(Photo: Reuters)
Helplessness. If you’ve grown up in a middle-class family in India, your worst nightmare can probably be encapsulated in that one word. It’s an eventuality you work hard to ward off. You pursue college degrees. You chase well-paying jobs. You say, “Oh, we are not like them now, we’re better off!”
You think you’ve given yourself Teflon-level protection against ever feeling helpless at whatever life throws you. Until one day you realise, that despite everything, you’re utterly, desperately hopeless.
That’s how I felt in the second week of April, when my mother came down with a fairly strong bout of COVID. Everything was scarce. Like many, many families in Delhi that week, we scrambled to get medicines, oximeters, and food. I was infected too. But more than the virus, it was helplessness that ate at me.

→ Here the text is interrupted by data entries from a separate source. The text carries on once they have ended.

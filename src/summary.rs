// Copyright (c) 2025 Soumyadip Sarkar.
// All rights reserved.
//
// This source code is licensed under the license found in the
// LICENSE file in the root directory of this source tree.

//! Grouped reductions over transactions: per-month totals, rolling windows
//! and forward projections.

use crate::cycle::card_usage;
use crate::models::{PaymentMethod, Transaction, TransactionType};
use crate::state::AppState;
use chrono::{Datelike, Duration, NaiveDate};
use rust_decimal::Decimal;
use serde::Serialize;
use std::collections::BTreeMap;

#[derive(Debug, Clone, Copy, Default, PartialEq, Eq, Serialize)]
pub struct MonthTotals {
    pub income: Decimal,
    pub expense: Decimal,
}

impl MonthTotals {
    pub fn balance(&self) -> Decimal {
        self.income - self.expense
    }

    fn add(&mut self, t: &Transaction) {
        match t.r#type {
            TransactionType::Income => self.income += t.amount,
            TransactionType::Expense => self.expense += t.amount,
        }
    }
}

#[derive(Debug, Clone, Default, PartialEq, Eq, Serialize)]
pub struct Projection {
    pub month: String,
    pub income: Decimal,
    pub debit_expense: Decimal,
    pub credit_expense: Decimal,
}

impl Projection {
    pub fn expense(&self) -> Decimal {
        self.debit_expense + self.credit_expense
    }
}

#[derive(Debug, Clone, PartialEq, Serialize)]
pub struct Overview {
    pub total_balance: Decimal,
    pub month: String,
    pub month_totals: MonthTotals,
    pub last_30_days: MonthTotals,
    pub total_card_limit: Decimal,
    pub total_card_available: Decimal,
    pub next_month: Projection,
}

/// `YYYY-MM` key for a date.
pub fn month_key(date: NaiveDate) -> String {
    format!("{:04}-{:02}", date.year(), date.month())
}

/// Month key of the calendar month after `today`.
pub fn next_month(today: NaiveDate) -> String {
    if today.month() == 12 {
        format!("{:04}-01", today.year() + 1)
    } else {
        format!("{:04}-{:02}", today.year(), today.month() + 1)
    }
}

pub fn monthly_totals(transactions: &[Transaction]) -> BTreeMap<String, MonthTotals> {
    let mut map: BTreeMap<String, MonthTotals> = BTreeMap::new();
    for t in transactions {
        map.entry(month_key(t.date)).or_default().add(t);
    }
    map
}

/// Totals over the `days` days ending on `today` (inclusive).
pub fn last_days(transactions: &[Transaction], today: NaiveDate, days: i64) -> MonthTotals {
    let start = today - Duration::days(days);
    let mut totals = MonthTotals::default();
    for t in transactions.iter().filter(|t| t.date > start && t.date <= today) {
        totals.add(t);
    }
    totals
}

/// Expected income and expenses for `month` from transactions already dated in it.
pub fn project_month(transactions: &[Transaction], month: &str) -> Projection {
    let mut p = Projection {
        month: month.to_string(),
        ..Projection::default()
    };
    for t in transactions.iter().filter(|t| month_key(t.date) == month) {
        match (t.r#type, t.payment_method) {
            (TransactionType::Income, _) => p.income += t.amount,
            (TransactionType::Expense, PaymentMethod::Debit) => p.debit_expense += t.amount,
            (TransactionType::Expense, PaymentMethod::Credit) => p.credit_expense += t.amount,
        }
    }
    p
}

pub fn account_history(
    transactions: &[Transaction],
    account_id: i64,
) -> BTreeMap<String, MonthTotals> {
    let mut map: BTreeMap<String, MonthTotals> = BTreeMap::new();
    for t in transactions.iter().filter(|t| t.account_id == Some(account_id)) {
        map.entry(month_key(t.date)).or_default().add(t);
    }
    map
}

pub fn overview(state: &AppState, today: NaiveDate) -> Overview {
    let month = month_key(today);
    let month_totals = monthly_totals(&state.transactions)
        .remove(&month)
        .unwrap_or_default();
    Overview {
        total_balance: state.accounts.iter().map(|a| a.balance).sum(),
        month,
        month_totals,
        last_30_days: last_days(&state.transactions, today, 30),
        total_card_limit: state.cards.iter().map(|c| c.limit).sum(),
        total_card_available: state
            .cards
            .iter()
            .map(|c| card_usage(c, &state.transactions, today).available_limit)
            .sum(),
        next_month: project_month(&state.transactions, &next_month(today)),
    }
}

I would look at desperate SOS calls on Twitter from families for ICU beds, and think “what if that’s me tomorrow?” Selfishly, I would examine the information of a patient for a detail that would reassure me. Was the person older? Did they have co-morbidities? Did they start treatment late? More often than not, there was no reassurance. The only reason I was on this side of an SOS tweet was…luck. When I made calls to get an ICU bed for a colleague of my father’s while my mother was still sick, I still had some faith in my privilege. “Of course, we will get a bed somewhere.” I couldn’t. The next day, I monitored SPO2 symptoms of the whole family like a hawk.
Of course, I am extremely privileged. Like this tweet correctly pointed out, the first wave of the COVID-19 crisis was also terrible. It was tempered for us, by our privilege. But that’s another thing about the nightmare of helplessness; you don’t really feel it until it hits home
~~
“How much grief can one take?” I was attending a Zoom funeral. My cousin’s mother-in-law had passed away. By this time, our family was in the clear, COVID-wise. Our country, not really.

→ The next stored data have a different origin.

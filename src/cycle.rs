// Copyright (c) AlphaVelocity.
// All rights reserved.
//
// This source code is licensed under the license found in the
// LICENSE file in the root directory of this source tree.

//! Credit-card billing cycle and limit usage.

use crate::models::{Card, Transaction};
use crate::utils::clamped_date;
use chrono::{Datelike, NaiveDate};
use rust_decimal::Decimal;
use serde::Serialize;

#[derive(Debug, Clone, PartialEq, Serialize)]
pub struct CardUsage {
    pub card_id: i64,
    pub bank: String,
    pub limit: Decimal,
    pub limit_used: Decimal,
    pub current_invoice: Decimal,
    pub available_limit: Decimal,
    pub percent_used: Decimal,
    pub cycle_end: NaiveDate,
    pub due_date: NaiveDate,
}

/// Last day of the open billing cycle as seen from `today`.
///
/// Closing days past the end of a short month fall on that month's last day.
pub fn cycle_end(today: NaiveDate, closing_day: u32) -> NaiveDate {
    if today.day() < closing_day {
        clamped_date(today.year(), today.month(), closing_day)
    } else {
        let (y, m) = next_month(today.year(), today.month());
        clamped_date(y, m, closing_day)
    }
}

/// Due date of the invoice sealed on `cycle_end`.
pub fn invoice_due_date(cycle_end: NaiveDate, closing_day: u32, due_day: u32) -> NaiveDate {
    if due_day > closing_day {
        clamped_date(cycle_end.year(), cycle_end.month(), due_day)
    } else {
        let (y, m) = next_month(cycle_end.year(), cycle_end.month());
        clamped_date(y, m, due_day)
    }
}

pub fn card_usage(card: &Card, transactions: &[Transaction], today: NaiveDate) -> CardUsage {
    let end = cycle_end(today, card.closing_day);
    let pending = transactions
        .iter()
        .filter(|t| t.held_card() == Some(card.id));

    let mut limit_used = Decimal::ZERO;
    let mut current_invoice = Decimal::ZERO;
    for t in pending {
        limit_used += t.amount;
        if t.date <= end {
            current_invoice += t.amount;
        }
    }

    let percent_used = if card.limit.is_zero() {
        Decimal::ZERO
    } else {
        limit_used / card.limit * Decimal::ONE_HUNDRED
    };

    CardUsage {
        card_id: card.id,
        bank: card.bank.clone(),
        limit: card.limit,
        limit_used,
        current_invoice,
        available_limit: card.limit - limit_used,
        percent_used,
        cycle_end: end,
        due_date: invoice_due_date(end, card.closing_day, card.due_day),
    }
}

fn next_month(year: i32, month: u32) -> (i32, u32) {
    if month == 12 {
        (year + 1, 1)
    } else {
        (year, month + 1)
    }
}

SOS calls on social media were not dissipating; the charts showing COVID cases were not dipping. Every hour, there was the unthinkable to comprehend. People dying because oxygen in hospitals…ran out. People dying because there were no hospital beds. COVID orphans entering our everyday lexicon. SOS tweets asking for leads on crematoriums, because all crematoriums in Delhi had run out of space.
Every day, Mom, Dad and I would sit for our morning tea and talk of who had passed away, who was critical and who had just tested positive. We’d discuss the sheer heartlessness of the government – a PM who refused to address the country’s biggest crisis since Independence, a home minister who was nowhere to be seen, and a government machinery more intent on “image” than destruction. Then, we’d remember our doctor’s advice to watch our blood pressure, and say “let’s talk of other things.”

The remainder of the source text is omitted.